His The Cycling GK channel grew to well over a million subscribers and attracted a young audience that, in some cases, barely knew him. That’s the fascinating bit. He wasn’t just talking to Watford fans, he was building a media audience. At points, he was generating levels of engagement that many football clubs could never achieve.
What does a player do to stay relevant?
Footballers need to build something people can keep coming back to every week. Something off the pitch. Something that uses the attention they still have as a player and turns it into something that lasts after football:
⁃ Launching a podcast. ⁃ Creating a YouTube channel. ⁃ Investing in a media business. ⁃ Building a community around interests that have nothing to do with football.
A lot of players don’t understand the ‘how’. The bit that actually gives them relevance they can build on after football. The thing that allows them to turn attention into something that lasts.

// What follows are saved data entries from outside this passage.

impl SparseCoder {
    /// Allocate `num_hidden` units over `num_visible` inputs with random weights.
    ///
    /// Each feedforward row is drawn from `uniform[0,1)` and multiplied by
    /// `1 / Σw²`. Each lateral row is drawn from `-uniform[0,1)` and scaled the
    /// same way, then its self-weight is zeroed. Note the scale is the inverse
    /// sum of squares, not the inverse norm.
    pub fn create_random<R: RandomSource + ?Sized>(
        num_visible: usize,
        num_hidden: usize,
        rng: &mut R,
    ) -> Result<Self> {
        check_sizes(num_visible, num_hidden)?;

        let mut feedforward = Vec::with_capacity(num_hidden * num_visible);
        let mut lateral = Vec::with_capacity(num_hidden * num_hidden);

        for hi in 0..num_hidden {
            push_scaled_draws(rng, &mut feedforward, num_visible, 1.0, hi)?;

            let row_start = lateral.len();
            push_scaled_draws(rng, &mut lateral, num_hidden, -1.0, hi)?;
            lateral[row_start + hi] = 0.0;
        }

        Ok(Self::assemble(
            num_visible,
            vec![HiddenUnit::default(); num_hidden],
            feedforward,
            lateral,
        ))
    }

    /// Build a coder from explicit row-major weights.
    ///
    /// `lateral` must already satisfy the inhibitory invariants: zero diagonal
    /// and no positive entries.
    pub fn from_weights(
        num_visible: usize,
        num_hidden: usize,
        feedforward: Vec<Weight>,
        lateral: Vec<Weight>,
        biases: Vec<f32>,
    ) -> Result<Self> {
        check_sizes(num_visible, num_hidden)?;
        check_len("feedforward weights", num_hidden * num_visible, feedforward.len())?;
        check_len("lateral weights", num_hidden * num_hidden, lateral.len())?;
        check_len("biases", num_hidden, biases.len())?;

        for (idx, &value) in lateral.iter().enumerate() {
            let (row, col) = (idx / num_hidden, idx % num_hidden);
            let ok = value.is_finite() && value <= 0.0 && (row != col || value == 0.0);
            if !ok {
                return Err(Error::InvalidLateralWeight { row, col, value });
            }
        }

        let hidden = biases
            .into_iter()
            .map(|bias| HiddenUnit {
                bias,
                ..HiddenUnit::default()
            })
            .collect();

        Ok(Self::assemble(num_visible, hidden, feedforward, lateral))
    }

    fn assemble(
        num_visible: usize,
        hidden: Vec<HiddenUnit>,
        feedforward: Vec<Weight>,
        lateral: Vec<Weight>,
    ) -> Self {
        let scratch = Vec::with_capacity(hidden.len().max(num_visible));
        Self {
            visible: vec![VisibleUnit::default(); num_visible],
            hidden,
            feedforward,
            lateral,
            scratch,
            pass: Pass::Idle,
            tier: ExecutionTier::Scalar,
        }
    }

    pub fn with_execution_tier(mut self, tier: ExecutionTier) -> Self {
        self.set_execution_tier(tier);
        self
    }

    pub fn set_execution_tier(&mut self, tier: ExecutionTier) {
        if tier == ExecutionTier::Parallel && !cfg!(feature = "parallel") {
            warn!("parallel tier requested without the `parallel` feature; running scalar");
        }
        self.tier = tier;
    }

    pub fn execution_tier(&self) -> ExecutionTier {
        self.tier
    }

    /// The tier that will actually run, accounting for compiled features.
    pub fn effective_execution_tier(&self) -> ExecutionTier {
        match self.tier {
            ExecutionTier::Scalar => ExecutionTier::Scalar,
            ExecutionTier::Parallel => {
                #[cfg(feature = "parallel")]
                {
                    ExecutionTier::Parallel
                }
                #[cfg(not(feature = "parallel"))]
                {
                    ExecutionTier::Scalar
                }
            }
        }
    }

    pub fn num_visible(&self) -> usize {
        self.visible.len()
    }

    pub fn num_hidden(&self) -> usize {
        self.hidden.len()
    }

    pub fn visible_units(&self) -> &[VisibleUnit] {
        &self.visible
    }

    pub fn hidden_units(&self) -> &[HiddenUnit] {
        &self.hidden
    }

    /// Feedforward weights of hidden unit `hi`, one per visible unit.
    pub fn feedforward_weights(&self, hi: usize) -> &[Weight] {
        let nv = self.visible.len();
        &self.feedforward[hi * nv..(hi + 1) * nv]
    }

    /// Lateral weights of hidden unit `hi`, one per hidden unit.
    pub fn lateral_weights(&self, hi: usize) -> &[Weight] {
        let nh = self.hidden.len();
        &self.lateral[hi * nh..(hi + 1) * nh]
    }

    pub fn bias(&self, hi: usize) -> f32 {
        self.hidden[hi].bias
    }

    pub fn states(&self) -> impl Iterator<Item = f32> + '_ {
        self.hidden.iter().map(|h| h.state)
    }

    pub fn activations(&self) -> impl Iterator<Item = f32> + '_ {
        self.hidden.iter().map(|h| h.activation)
    }

    pub fn reconstructions(&self) -> impl Iterator<Item = f32> + '_ {
        self.visible.iter().map(|v| v.reconstruction)
    }

    /// Σ (input − reconstruction)² over the visible layer.
    pub fn reconstruction_error(&self) -> f32 {
        self.visible
            .iter()
            .map(|v| {
                let e = v.input - v.reconstruction;
                e * e
            })
            .sum()
    }

    /// Load the next observation into the visible layer.
    pub fn set_input(&mut self, input: &[f32]) -> Result<()> {
        check_len("visible input", self.visible.len(), input.len())?;
        for (v, &x) in self.visible.iter_mut().zip(input) {
            v.input = x;
        }
        self.pass = Pass::Idle;
        Ok(())
    }

    /// Compute raw activations, then inhibited states.
    ///
    /// The inhibition pass reads only first-pass activations, never states
    /// produced during the same pass.
    pub fn activate(&mut self) {
        match self.effective_execution_tier() {
            ExecutionTier::Scalar => self.activate_scalar(),
            ExecutionTier::Parallel => self.activate_parallel(),
        }
        self.pass = Pass::Activated;
    }

    fn activate_scalar(&mut self) {
        let nv = self.visible.len();
        let nh = self.hidden.len();

        for (h, row) in self.hidden.iter_mut().zip(self.feedforward.chunks_exact(nv)) {
            h.activation = feedforward_drive(row, &self.visible, h.bias);
        }

        let mut acts = core::mem::take(&mut self.scratch);
        acts.clear();
        acts.extend(self.hidden.iter().map(|h| h.activation));

        for (h, row) in self.hidden.iter_mut().zip(self.lateral.chunks_exact(nh)) {
            h.state = inhibited_state(row, &acts, h.activation);
        }

        self.scratch = acts;
    }

    #[cfg(feature = "parallel")]
    fn activate_parallel(&mut self) {
        let nv = self.visible.len();
        let nh = self.hidden.len();
        let visible = &self.visible;

        self.hidden
            .par_iter_mut()
            .zip(self.feedforward.par_chunks_exact(nv))
            .for_each(|(h, row)| h.activation = feedforward_drive(row, visible, h.bias));

        let mut acts = core::mem::take(&mut self.scratch);
        acts.clear();
        acts.extend(self.hidden.iter().map(|h| h.activation));

        let acts_ref = &acts;
        self.hidden
            .par_iter_mut()
            .zip(self.lateral.par_chunks_exact(nh))
            .for_each(|(h, row)| h.state = inhibited_state(row, acts_ref, h.activation));

        self.scratch = acts;
    }

    #[cfg(not(feature = "parallel"))]
    fn activate_parallel(&mut self) {
        self.activate_scalar();
    }

    /// Linear readout of the hidden states back onto the visible layer.
    ///
    /// Requires `activate()` on the current input.
    pub fn reconstruct(&mut self) -> Result<()> {
        if self.pass == Pass::Idle {
            return Err(Error::Precondition("reconstruct() requires activate() first"));
        }

        match self.effective_execution_tier() {
            ExecutionTier::Scalar => self.reconstruct_scalar(),
            ExecutionTier::Parallel => self.reconstruct_parallel(),
        }

        self.pass = Pass::Reconstructed;
        Ok(())
    }

    fn reconstruct_scalar(&mut self) {
        let nv = self.visible.len();
        let (hidden, feedforward) = (&self.hidden, &self.feedforward);
        for (vi, v) in self.visible.iter_mut().enumerate() {
            v.reconstruction = readout(feedforward, hidden, nv, vi);
        }
    }

    #[cfg(feature = "parallel")]
    fn reconstruct_parallel(&mut self) {
        let nv = self.visible.len();
        let (hidden, feedforward) = (&self.hidden, &self.feedforward);
        self.visible
            .par_iter_mut()
            .enumerate()
            .for_each(|(vi, v)| v.reconstruction = readout(feedforward, hidden, nv, vi));
    }

    #[cfg(not(feature = "parallel"))]
    fn reconstruct_parallel(&mut self) {
        self.reconstruct_scalar();
    }

    /// One online learning update from the current activate/reconstruct pass.
    ///
    /// - feedforward: `w[i][v] += beta * [state_i > 0] * (input_v - recon_v)`
    /// - lateral: `w[i][j] = min(0, w[i][j] - alpha * (s_i*s_j - sparsity²))`, self-weight 0
    /// - bias: `b_i += gamma * (s_i - sparsity)`
    ///
    /// followed by a symmetrization pass that sets `w[i][j]` and `w[j][i]` to
    /// their mean.
    pub fn learn(&mut self, rates: &LearningRates) -> Result<()> {
        if self.pass != Pass::Reconstructed {
            return Err(Error::Precondition(
                "learn() requires activate() and reconstruct() on the current input",
            ));
        }
        rates.validate()?;

        let mut errors = core::mem::take(&mut self.scratch);
        errors.clear();
        errors.extend(self.visible.iter().map(|v| v.input - v.reconstruction));

        let nh = self.hidden.len();
        let update = UnitUpdate {
            rates,
            sparsity_sq: rates.sparsity * rates.sparsity,
            errors: &errors,
        };

        let bias_deltas = match self.effective_execution_tier() {
            ExecutionTier::Scalar => self.learn_rows_scalar(&update),
            ExecutionTier::Parallel => self.learn_rows_parallel(&update),
        };
        for (h, delta) in self.hidden.iter_mut().zip(bias_deltas) {
            h.bias += delta;
        }

        symmetrize(&mut self.lateral, nh);

        trace!(
            active = self.hidden.iter().filter(|h| h.state > 0.0).count(),
            "sparse coder learned"
        );

        self.scratch = errors;
        self.pass = Pass::Idle;
        Ok(())
    }

    // States are read-only while rows update, so updating row by row is the
    // same as buffering every row first.
    fn learn_rows_scalar(&mut self, update: &UnitUpdate<'_>) -> Vec<f32> {
        let nv = self.visible.len();
        let nh = self.hidden.len();
        let states: &[HiddenUnit] = &self.hidden;
        self.feedforward
            .chunks_exact_mut(nv)
            .zip(self.lateral.chunks_exact_mut(nh))
            .enumerate()
            .map(|(hi, (ff_row, lat_row))| update.apply(hi, states, ff_row, lat_row))
            .collect()
    }

    #[cfg(feature = "parallel")]
    fn learn_rows_parallel(&mut self, update: &UnitUpdate<'_>) -> Vec<f32> {
        let nv = self.visible.len();
        let nh = self.hidden.len();
        let states: &[HiddenUnit] = &self.hidden;
        self.feedforward
            .par_chunks_exact_mut(nv)
            .zip(self.lateral.par_chunks_exact_mut(nh))
            .enumerate()
            .map(|(hi, (ff_row, lat_row))| update.apply(hi, states, ff_row, lat_row))
            .collect()
    }

    #[cfg(not(feature = "parallel"))]
    fn learn_rows_parallel(&mut self, update: &UnitUpdate<'_>) -> Vec<f32> {
        self.learn_rows_scalar(update)
    }

    /// Run one full cycle on `input` and return the squared reconstruction
    /// error measured before the weights were updated.
    pub fn step(&mut self, input: &[f32], rates: &LearningRates) -> Result<f32> {
        self.set_input(input)?;
        self.activate();
        self.reconstruct()?;
        let error = self.reconstruction_error();
        self.learn(rates)?;
        Ok(error)
    }
}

Some people love the idea of the boots being in the garage and nobody recognising them in the street anymore. But it’s the ones who struggle with that transition that are the interesting case studies. The problem is that many players still see media as something that happens after football rather than alongside it.
Why? Because that’s how they’ve been brought up. And most of the people giving advice didn’t grow up in this generation either, so they don’t fully understand the opportunity sitting in front of them.
But in ten years time, the biggest football media personality probably won’t be the best pundit; they’ll be the player who realised early enough that there is an audience there for the taking.
Football spends twenty years teaching players how to build a career. It spends almost no time teaching them how to survive the end of one. Which is why this year’s World Cup is so fascinating. Not because of who wins it but because one of the players walking out next week is planning or already building the biggest post football career and doesn’t even know it yet.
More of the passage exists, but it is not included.